Activity » Which lines in the listing below contain "assets"? Copy each of them.
/---
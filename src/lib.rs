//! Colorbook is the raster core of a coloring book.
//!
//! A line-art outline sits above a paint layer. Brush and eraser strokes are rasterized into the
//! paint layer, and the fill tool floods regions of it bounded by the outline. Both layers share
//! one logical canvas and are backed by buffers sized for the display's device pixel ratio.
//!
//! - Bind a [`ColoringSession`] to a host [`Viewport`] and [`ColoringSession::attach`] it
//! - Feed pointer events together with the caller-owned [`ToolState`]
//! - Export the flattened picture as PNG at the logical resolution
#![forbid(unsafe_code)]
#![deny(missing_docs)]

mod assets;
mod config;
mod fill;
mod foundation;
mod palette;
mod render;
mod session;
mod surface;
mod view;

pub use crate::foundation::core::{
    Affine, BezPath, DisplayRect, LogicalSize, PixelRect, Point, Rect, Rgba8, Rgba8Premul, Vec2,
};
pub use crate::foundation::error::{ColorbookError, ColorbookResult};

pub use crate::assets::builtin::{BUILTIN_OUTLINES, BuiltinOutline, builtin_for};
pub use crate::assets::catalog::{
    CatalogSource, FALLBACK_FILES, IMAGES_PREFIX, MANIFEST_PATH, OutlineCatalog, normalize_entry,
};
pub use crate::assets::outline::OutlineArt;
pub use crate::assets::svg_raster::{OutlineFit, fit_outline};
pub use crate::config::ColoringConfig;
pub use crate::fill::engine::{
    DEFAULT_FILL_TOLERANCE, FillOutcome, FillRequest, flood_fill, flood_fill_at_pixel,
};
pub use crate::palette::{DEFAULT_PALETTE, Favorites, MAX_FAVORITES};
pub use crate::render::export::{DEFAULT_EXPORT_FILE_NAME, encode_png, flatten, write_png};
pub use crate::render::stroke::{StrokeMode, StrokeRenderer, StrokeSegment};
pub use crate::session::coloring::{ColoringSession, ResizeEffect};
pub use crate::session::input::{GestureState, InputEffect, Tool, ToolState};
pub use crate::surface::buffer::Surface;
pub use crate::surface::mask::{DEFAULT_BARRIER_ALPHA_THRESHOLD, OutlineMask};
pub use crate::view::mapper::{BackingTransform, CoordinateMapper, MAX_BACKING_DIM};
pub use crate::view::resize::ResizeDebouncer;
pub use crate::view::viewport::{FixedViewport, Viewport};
\---
Expected answer »
mod assets;
pub use crate::assets::builtin::{BUILTIN_OUTLINES, BuiltinOutline, builtin_for};
pub use crate::assets::catalog::{
pub use crate::assets::outline::OutlineArt;
pub use crate::assets::svg_raster::{OutlineFit, fit_outline};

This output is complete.